And he hugs her, his big arms closing around her back and knocking the breath out of her lungs. Everyone else looks as surprised as she is. Taako’s face twists into a sneer. Angus rubs his eyes and blinks at them, bewildered.

Slowly, she lets her arms fall until they’re resting tentatively on the soft fabric of Magnus’s shirt. He hasn’t let go, but he raises his head from her shoulder so that she can see his face.

“Thank you,” he says again. “For Raven’s Roost.”

It’s like a knife in her heart and she stiffens and shakes her head. “No. No, don’t . . . I’m sorry, I couldn’t . . .”

When Magnus speaks again, his voice is shaking. “Don’t get me wrong. What you did was . . . stupid, and wrong, and . . . I know we’re probably going to spend a lot of time talking about how it was stupid and wrong. But . . . with Raven’s Roost, with Julia . . . I was happy. I was so damn happy and I would never have had that without you, so . . . thank you.”

He’s crying properly by the time he finishes, big sloppy tears that run down his face and plop onto Lucretia’s robe. He doesn’t even try to wipe them away.

Lucretia doesn’t know how to respond. There’s nothing she can say that will convey all the grief and the regret and the sorrow and the gratitude that are bubbling through her, so she doesn’t try. She just leans forward and throws her arms around her friend, clutching at his shoulders and feeling the warmth of his body, his heartbeat, the moisture of his tears on her neck.

“I’m sorry,” she whispers, over and over until he stops crying. “I’m sorry. I love you. I never wanted . . .”

“I know,” he chokes out.

Lucretia feels a drop run down the side of her nose and realizes that she’s crying too.

Eventually, Magnus draws back. He doesn’t wipe his eyes, just shakes his head like a dog and lets out a shaky little laugh.

“I don’t . . . know how to feel,” he says. “In general. There’s so much to talk about. There’s so much to figure out. But do you think . . .” He pauses, looking over his shoulder at Taako. “Do you think we can do that later?”

Taako looks from Magnus to Lup and finally up at Lucretia. “I’m not forgiving you,” he says.

“I wouldn’t expect you to.”

“I . . . don’t know yet,” says Barry. “But I think we’ve probably had enough fighting for today.”

Slowly, everyone nods.

“All right,” says Lucretia. “I . . . won’t leave. When you’re ready to talk . . .”

Magnus takes her hand and pulls her back towards the group. “No,” he says. “Stay.”

“But . . . why?”

“We’re your family, idiot,” says Lup, and Merle and Angus nod. Magnus sits, and Carey and Killian and Angus cuddle back up to him, but he doesn’t let go of Lucretia’s hand.

With everything she wants to say thrumming in her throat, with tears on her cheeks and an ache in her chest, Lucretia kneels, and then as a sob rises through her she curls up like the frightened girl she’d been when the Starblaster first began its voyage and slumps against Magnus’s chest.
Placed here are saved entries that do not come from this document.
// SPDX-License-Identifier: Apache-2.0
// Copyright 2024-2026 GridMesh Systems

//! GridMesh PLM Common Library
//!
//! Shared types, error definitions, configuration structures and utilities
//! used across the GridMesh powerline-mesh firmware crates.
//!
//! # Features
//!
//! - `std`: Enable standard library support (disabled by default for embedded)
//! - `defmt`: Enable defmt logging support for embedded debugging
//!
//! # Security
//!
//! No heap allocations are performed - all buffers use fixed-size arrays or
//! heapless collections. Key material never lives in this crate; see
//! `gm-crypto`.

#![no_std]
#![deny(unsafe_code)]
#![warn(missing_docs)]
#![warn(clippy::all)]
#![allow(clippy::module_name_repetitions)]

#[cfg(feature = "std")]
extern crate std;

pub mod config;
pub mod constants;
pub mod errors;
pub mod log;
pub mod time;
pub mod types;

pub use errors::{Error, Result};
pub use time::{Millis, Ticks};
pub use types::{ExtendedAddress, MediaType, PanId, ShortAddress};
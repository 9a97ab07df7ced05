// SPDX-License-Identifier: Apache-2.0
// Copyright 2024-2026 GridMesh Systems

//! Coordinator-side registry of devices on the PAN

use gm_common::constants::MAX_DEVICES;
use gm_common::time::{Millis, Ticks};
use gm_common::{Error, ExtendedAddress, MediaType, Result, ShortAddress};
use gm_crypto::Aes128Key;
use heapless::Vec;

/// Where a device stands in its lifecycle
#[derive(Debug, Clone, Copy, PartialEq, Eq, Default)]
pub enum ConnectionState {
    /// Known but not currently on the network
    #[default]
    Disconnected,
    /// Admission handshake in progress
    Bootstrapping,
    /// Admitted and addressable
    Connected,
}

/// One registered device
#[derive(Debug, Clone)]
pub struct DeviceRecord {
    /// EUI-64 of the device
    pub ext_addr: ExtendedAddress,
    /// Assigned short address, meaningful once connected
    pub short_addr: ShortAddress,
    /// Lifecycle state
    pub state: ConnectionState,
    /// Medium the device was last heard on
    pub media: MediaType,
    /// Last time traffic from the device was observed
    pub last_seen: Ticks,
    /// PSK the device authenticated with, reused for rekeying exchanges
    pub psk: Option<Aes128Key>,
}

/// Fixed-capacity device registry keyed by extended address
#[derive(Debug, Default)]
pub struct DeviceTable {
    entries: Vec<DeviceRecord, MAX_DEVICES>,
}

impl DeviceTable {
    /// Empty table
    #[must_use]
    pub const fn new() -> Self {
        Self { entries: Vec::new() }
    }

    /// Number of registered devices
    #[must_use]
    pub fn len(&self) -> usize {
        self.entries.len()
    }

    /// Whether the table is empty
    #[must_use]
    pub fn is_empty(&self) -> bool {
        self.entries.is_empty()
    }

    /// Look up a device by extended address
    #[must_use]
    pub fn get(&self, ext_addr: &ExtendedAddress) -> Option<&DeviceRecord> {
        self.entries.iter().find(|d| d.ext_addr == *ext_addr)
    }

    /// Look up a device by its short address
    #[must_use]
    pub fn get_by_short(&self, short_addr: ShortAddress) -> Option<&DeviceRecord> {
        self.entries
            .iter()
            .find(|d| d.state == ConnectionState::Connected && d.short_addr == short_addr)
    }

    /// Whether a short address is already held by a connected device
    #[must_use]
    pub fn short_addr_in_use(&self, short_addr: ShortAddress) -> bool {
        self.get_by_short(short_addr).is_some()
    }

    /// Register a device entering the admission handshake, or refresh an
    /// existing entry back into the bootstrapping state
    ///
    /// # Errors
    ///
    /// Returns `Error::TableFull` when no slot is free for a new device.
    pub fn begin_bootstrap(
        &mut self,
        ext_addr: ExtendedAddress,
        media: MediaType,
        now: Ticks,
    ) -> Result<()> {
        if let Some(entry) = self.entries.iter_mut().find(|d| d.ext_addr == ext_addr) {
            entry.state = ConnectionState::Bootstrapping;
            entry.media = media;
            entry.last_seen = now;
            return Ok(());
        }
        self.entries
            .push(DeviceRecord {
                ext_addr,
                short_addr: ShortAddress::UNASSIGNED,
                state: ConnectionState::Bootstrapping,
                media,
                last_seen: now,
                psk: None,
            })
            .map_err(|_| Error::TableFull)
    }

    /// Mark a device as admitted with its assigned short address
    ///
    /// The PSK it authenticated with is kept on the record; a later
    /// rekeying exchange authenticates under the same key.
    ///
    /// # Errors
    ///
    /// Returns `Error::NotFound` if the device is not registered.
    pub fn promote(
        &mut self,
        ext_addr: &ExtendedAddress,
        short_addr: ShortAddress,
        psk: Aes128Key,
        now: Ticks,
    ) -> Result<()> {
        let entry = self
            .entries
            .iter_mut()
            .find(|d| d.ext_addr == *ext_addr)
            .ok_or(Error::NotFound)?;
        entry.state = ConnectionState::Connected;
        entry.short_addr = short_addr;
        entry.last_seen = now;
        entry.psk = Some(psk);
        Ok(())
    }

    /// Refresh liveness for a device that was just heard from
    pub fn heartbeat(&mut self, ext_addr: &ExtendedAddress, now: Ticks) {
        if let Some(entry) = self.entries.iter_mut().find(|d| d.ext_addr == *ext_addr) {
            entry.last_seen = now;
        }
    }

    /// Drop a device from the table entirely
    ///
    /// # Errors
    ///
    /// Returns `Error::NotFound` if the device is not registered.
    pub fn remove(&mut self, ext_addr: &ExtendedAddress) -> Result<DeviceRecord> {
        let idx = self
            .entries
            .iter()
            .position(|d| d.ext_addr == *ext_addr)
            .ok_or(Error::NotFound)?;
        Ok(self.entries.swap_remove(idx))
    }

    /// Demote connected devices not heard from within `ttl` and return
    /// their addresses
    pub fn expire(&mut self, now: Ticks, ttl: Millis) -> Vec<ExtendedAddress, MAX_DEVICES> {
        let mut demoted = Vec::new();
        for entry in self.entries.iter_mut() {
            if entry.state == ConnectionState::Connected && entry.last_seen.has_elapsed(now, ttl) {
                entry.state = ConnectionState::Disconnected;
                // Same capacity as the source table, push cannot fail
                let _ = demoted.push(entry.ext_addr);
            }
        }
        demoted
    }

    /// Iterate all records
    pub fn iter(&self) -> impl Iterator<Item = &DeviceRecord> {
        self.entries.iter()
    }

    /// Extended addresses of all connected devices
    #[must_use]
    pub fn connected(&self) -> Vec<ExtendedAddress, MAX_DEVICES> {
        let mut out = Vec::new();
        for entry in &self.entries {
            if entry.state == ConnectionState::Connected {
                // Same capacity as the source table, push cannot fail
                let _ = out.push(entry.ext_addr);
            }
        }
        out
    }
}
He holds her. And he doesn’t let go. Angus lays a tentative hand on her upper arm, and Carey and Killian are holding the boy on their laps with their hands clasped around his waist, and Noelle is holding onto the two of them. And they don’t let go. Merle moves closer, holding Davenport’s hand with his tree arm, and claps his flesh-and-blood hand onto Magnus’s shoulder. And they don’t let go.

A glow of magic flares as Barry casts Mage Hand and reaches up to caress Lup’s cheek. She takes the spectral hand gently, and on her other side Taako’s fingers, enveloped in blue light, are entwined with hers. And they don’t let go. Fisher and its baby float towards the group, still singing. The grown-up Voidfish wraps two of its tendrils around its baby and one around the duck it’s carrying and one around Magnus, who hums softly back to it. And they don’t let go.

None of them let go.

Our capacity for love increases with each person we cross paths with throughout our lives and with each moment we spend with those people. Across a hundred worlds and a hundred years the Starblaster crew crossed paths with countless individuals. And on every world, despite themselves, they always found something and somebody to love, even knowing as they did that they would have to turn and flee when the Hunger arrived and drained the color from the sky.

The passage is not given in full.